Saved entries:
*-*-*
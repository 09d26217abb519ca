//! Two-terminal analog elements.
//!
//! Every element here is a Norton equivalent between terminals `1` and `2`:
//! a conductance `G`, a series voltage `V` and a parallel current `I`,
//! stamped through [`Netlist::set_twoterm`]. Reactive and non-linear
//! elements recompute their equivalent per timestep or per Newton
//! iteration.

use std::collections::BTreeMap;

use crate::error::Result;
use crate::netlist::{DeviceModel, Netlist, ParamId, TermId};
use crate::setup::DeviceBuilder;

/// Conductance used for open circuits and as the diode leakage floor.
pub const GMIN: f64 = 1e-9;

const R_MIN: f64 = 1e-9;

/// The two terminals of an element.
#[derive(Debug, Clone, Copy)]
pub struct TwoTerm {
    pub p: TermId,
    pub n: TermId,
}

impl TwoTerm {
    pub fn new(b: &mut DeviceBuilder, p: &str, n: &str) -> Result<Self> {
        let (p, n) = b.terminal_pair(p, n)?;
        Ok(Self { p, n })
    }

    /// Terminals `1` and `2`.
    pub fn numbered(b: &mut DeviceBuilder) -> Result<Self> {
        Self::new(b, "1", "2")
    }

    pub fn set(&self, nl: &mut Netlist, g: f64, v: f64, i: f64) {
        nl.set_twoterm(self.p, self.n, g, v, i);
    }

    pub fn set_r(&self, nl: &mut Netlist, r: f64) {
        self.set(nl, 1.0 / r.max(R_MIN), 0.0, 0.0);
    }

    /// Voltage across the element, `1` relative to `2`.
    pub fn delta_v(&self, nl: &Netlist) -> f64 {
        nl.input_v(self.p) - nl.input_v(self.n)
    }

    /// Re-solve the group the element sits in.
    pub fn solve_now(&self, nl: &mut Netlist) {
        let p_on_rail = nl
            .terminal(self.p)
            .net()
            .is_some_and(|n| nl.net(n).is_rail());
        if p_on_rail {
            nl.solve_now(self.n);
        } else {
            nl.solve_now(self.p);
        }
    }
}

/// `RES`: linear resistor.
#[derive(Debug)]
pub struct Resistor {
    t: TwoTerm,
    r: ParamId,
}

impl Resistor {
    pub fn build(b: &mut DeviceBuilder) -> Result<Box<dyn DeviceModel>> {
        let t = TwoTerm::numbered(b)?;
        let r = b.param_f64("R", 1e9)?;
        Ok(Box::new(Resistor { t, r }))
    }
}

impl DeviceModel for Resistor {
    fn update_param(&mut self, nl: &mut Netlist) {
        let r = nl.param_f64(self.r);
        self.t.set_r(nl, r);
        self.t.solve_now(nl);
    }

    fn update(&mut self, nl: &mut Netlist) {
        self.t.solve_now(nl);
    }
}

/// `CAP`: capacitor, backward Euler companion model.
#[derive(Debug)]
pub struct Capacitor {
    t: TwoTerm,
    c: ParamId,
}

impl Capacitor {
    pub fn build(b: &mut DeviceBuilder) -> Result<Box<dyn DeviceModel>> {
        let t = TwoTerm::numbered(b)?;
        let c = b.param_f64("C", 1e-6)?;
        Ok(Box::new(Capacitor { t, c }))
    }
}

impl DeviceModel for Capacitor {
    fn reset(&mut self, nl: &mut Netlist) {
        self.t.set(nl, GMIN, 0.0, 0.0);
    }

    fn update(&mut self, nl: &mut Netlist) {
        self.t.solve_now(nl);
    }

    fn step_time(&mut self, nl: &mut Netlist, dt: f64) {
        let g = nl.param_f64(self.c) / dt;
        let i = -g * self.t.delta_v(nl);
        self.t.set(nl, g, 0.0, i);
    }

    fn is_timestep(&self) -> bool {
        true
    }
}

/// `VS`: voltage source with internal resistance.
#[derive(Debug)]
pub struct VoltageSource {
    t: TwoTerm,
    r: ParamId,
    v: ParamId,
}

impl VoltageSource {
    pub fn build(b: &mut DeviceBuilder) -> Result<Box<dyn DeviceModel>> {
        let t = TwoTerm::new(b, "P", "N")?;
        let r = b.param_f64("R", 0.1)?;
        let v = b.param_f64("V", 0.0)?;
        Ok(Box::new(VoltageSource { t, r, v }))
    }
}

impl DeviceModel for VoltageSource {
    fn update_param(&mut self, nl: &mut Netlist) {
        let (r, v) = (nl.param_f64(self.r).max(R_MIN), nl.param_f64(self.v));
        self.t.set(nl, 1.0 / r, v, 0.0);
        self.t.solve_now(nl);
    }

    fn update(&mut self, nl: &mut Netlist) {
        self.t.solve_now(nl);
    }
}

/// `CS`: ideal current source, current flowing from `P` through the
/// element into `N`.
#[derive(Debug)]
pub struct CurrentSource {
    t: TwoTerm,
    i: ParamId,
}

impl CurrentSource {
    pub fn build(b: &mut DeviceBuilder) -> Result<Box<dyn DeviceModel>> {
        let t = TwoTerm::new(b, "P", "N")?;
        let i = b.param_f64("I", 0.0)?;
        Ok(Box::new(CurrentSource { t, i }))
    }
}

impl DeviceModel for CurrentSource {
    fn update_param(&mut self, nl: &mut Netlist) {
        let i = nl.param_f64(self.i);
        self.t.set(nl, 0.0, 0.0, i);
        self.t.solve_now(nl);
    }

    fn update(&mut self, nl: &mut Netlist) {
        self.t.solve_now(nl);
    }
}

/// Shockley diode with junction voltage limiting.
#[derive(Debug, Clone, Copy)]
pub struct DiodeModel {
    is: f64,
    vt: f64,
    vt_inv: f64,
    vcrit: f64,
    vd: f64,
    id: f64,
    g: f64,
}

impl DiodeModel {
    pub fn new(is: f64, n: f64) -> Self {
        let mut d = Self {
            is: 1e-15,
            vt: 0.0258,
            vt_inv: 1.0 / 0.0258,
            vcrit: 0.0,
            vd: 0.0,
            id: 0.0,
            g: GMIN,
        };
        d.set_param(is, n);
        d
    }

    pub fn set_param(&mut self, is: f64, n: f64) {
        self.is = is;
        self.vt = 0.0258 * n;
        self.vt_inv = 1.0 / self.vt;
        self.vcrit = self.vt * (self.vt / self.is / std::f64::consts::SQRT_2).ln();
    }

    /// Move the operating point towards `nvd`. Above the critical voltage
    /// the step is limited logarithmically.
    pub fn update(&mut self, nvd: f64) {
        if nvd < -5.0 * self.vt {
            self.vd = nvd;
            self.g = GMIN;
            self.id = -self.is;
            return;
        }
        if nvd < self.vcrit {
            self.vd = nvd;
        } else {
            let a = ((nvd - self.vd) * self.vt_inv).max(-0.99);
            self.vd += a.ln_1p() * self.vt;
        }
        let e = (self.vd * self.vt_inv).exp();
        self.id = self.is * (e - 1.0);
        self.g = self.is * self.vt_inv * e + GMIN;
    }

    pub fn g(&self) -> f64 {
        self.g
    }

    pub fn id(&self) -> f64 {
        self.id
    }

    pub fn vd(&self) -> f64 {
        self.vd
    }

    /// Equivalent current of the linearized diode.
    pub fn ieq(&self) -> f64 {
        self.id - self.vd * self.g
    }
}

/// `DIODE`: anode `A` (terminal `1`), cathode `K` (terminal `2`).
#[derive(Debug)]
pub struct Diode {
    t: TwoTerm,
    model: ParamId,
    d: DiodeModel,
}

impl Diode {
    pub fn build(b: &mut DeviceBuilder) -> Result<Box<dyn DeviceModel>> {
        let t = TwoTerm::numbered(b)?;
        b.alias("A", "1")?;
        b.alias("K", "2")?;
        let model = b.param_model("MODEL", "D")?;
        // fail at setup on a model without IS or N
        let nl = b.netlist();
        let is = nl.param_model_value(model, "IS")?;
        let n = nl.param_model_value(model, "N")?;
        Ok(Box::new(Diode {
            t,
            model,
            d: DiodeModel::new(is, n),
        }))
    }
}

impl DeviceModel for Diode {
    fn reset(&mut self, nl: &mut Netlist) {
        self.d.update(0.0);
        self.t.set(nl, self.d.g(), 0.0, self.d.ieq());
    }

    fn update_param(&mut self, nl: &mut Netlist) {
        let is = nl.param_model_value(self.model, "IS");
        let n = nl.param_model_value(self.model, "N");
        if let (Ok(is), Ok(n)) = (is, n) {
            self.d.set_param(is, n);
        }
    }

    fn update(&mut self, nl: &mut Netlist) {
        self.t.solve_now(nl);
    }

    fn update_terminals(&mut self, nl: &mut Netlist) {
        let v = self.t.delta_v(nl);
        self.d.update(v);
        self.t.set(nl, self.d.g(), 0.0, self.d.ieq());
    }

    fn is_dynamic(&self) -> bool {
        true
    }

    fn save_state(&self, state: &mut BTreeMap<String, f64>) {
        state.insert("vd".to_string(), self.d.vd);
        state.insert("id".to_string(), self.d.id);
        state.insert("g".to_string(), self.d.g);
    }

    fn load_state(&mut self, state: &BTreeMap<String, f64>) {
        let get = |k: &str, cur: f64| state.get(k).copied().unwrap_or(cur);
        self.d.vd = get("vd", self.d.vd);
        self.d.id = get("id", self.d.id);
        self.d.g = get("g", self.d.g);
    }
}

/// `SWITCH`: resistor between `1` and `2`, closed while `POS` is non-zero.
#[derive(Debug)]
pub struct Switch {
    t: TwoTerm,
    pos: ParamId,
}

const R_ON: f64 = 0.01;
const R_OFF: f64 = 1e20;

impl Switch {
    pub fn build(b: &mut DeviceBuilder) -> Result<Box<dyn DeviceModel>> {
        let t = TwoTerm::numbered(b)?;
        let pos = b.param_int("POS", 0)?;
        Ok(Box::new(Switch { t, pos }))
    }
}

impl DeviceModel for Switch {
    fn update_param(&mut self, nl: &mut Netlist) {
        let r = if nl.param_i64(self.pos) != 0 { R_ON } else { R_OFF };
        self.t.set_r(nl, r);
        self.t.solve_now(nl);
    }

    fn update(&mut self, nl: &mut Netlist) {
        self.t.solve_now(nl);
    }
}

/// `RES_SWITCH`: resistor between `P1` and `P2`, `RON` while the logic
/// input `IN` is high and `ROFF` otherwise.
#[derive(Debug)]
pub struct ResSwitch {
    t: TwoTerm,
    input: TermId,
    ron: ParamId,
    roff: ParamId,
    last_state: Option<u32>,
}

impl ResSwitch {
    pub fn build(b: &mut DeviceBuilder) -> Result<Box<dyn DeviceModel>> {
        let t = TwoTerm::numbered(b)?;
        let input = b.logic_input("I")?;
        b.alias("IN", "I")?;
        b.alias("P1", "1")?;
        b.alias("P2", "2")?;
        let ron = b.param_f64("RON", 1.0)?;
        let roff = b.param_f64("ROFF", 1e20)?;
        Ok(Box::new(ResSwitch {
            t,
            input,
            ron,
            roff,
            last_state: None,
        }))
    }

    fn apply(&mut self, nl: &mut Netlist, state: u32) {
        let r = if state != 0 { nl.param_f64(self.ron) } else { nl.param_f64(self.roff) };
        self.t.set_r(nl, r);
        self.t.solve_now(nl);
    }
}

impl DeviceModel for ResSwitch {
    fn reset(&mut self, nl: &mut Netlist) {
        self.last_state = None;
        self.apply(nl, 0);
    }

    fn update_param(&mut self, nl: &mut Netlist) {
        let state = self.last_state.unwrap_or(0);
        self.apply(nl, state);
    }

    fn update(&mut self, nl: &mut Netlist) {
        let state = nl.input_q(self.input);
        if self.last_state != Some(state) {
            self.last_state = Some(state);
            self.apply(nl, state);
        } else {
            self.t.solve_now(nl);
        }
    }

    fn save_state(&self, state: &mut BTreeMap<String, f64>) {
        if let Some(s) = self.last_state {
            state.insert("last_state".to_string(), f64::from(s));
        }
    }

    fn load_state(&mut self, state: &BTreeMap<String, f64>) {
        self.last_state = state.get("last_state").map(|&s| s as u32);
    }
}

#[cfg(test)]
mod tests {
    use super::*;
    use approx::assert_relative_eq;

    #[test]
    fn test_diode_forward_current() {
        let mut d = DiodeModel::new(1e-15, 1.0);
        // below the critical voltage: no limiting
        d.update(0.6);
        assert_relative_eq!(d.vd(), 0.6);
        let expected = 1e-15 * ((0.6f64 / 0.0258).exp() - 1.0);
        assert_relative_eq!(d.id(), expected, max_relative = 1e-6);
        assert_relative_eq!(d.ieq(), d.id() - d.vd() * d.g());
    }

    #[test]
    fn test_diode_reverse_cutoff() {
        let mut d = DiodeModel::new(1e-15, 1.0);
        d.update(-1.0);
        assert_eq!(d.g(), GMIN);
        assert_eq!(d.id(), -1e-15);
    }

    #[test]
    fn test_diode_limiting_above_vcrit() {
        let mut d = DiodeModel::new(1e-15, 1.0);
        d.update(5.0);
        // a single step never jumps straight to 5V
        assert!(d.vd() < 1.0);
        assert!(d.vd() > 0.0);
    }
}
*-*-*
The answer must be a single number: the count of lines in the entries above that contain "apply".

> _Solution for this task_: 4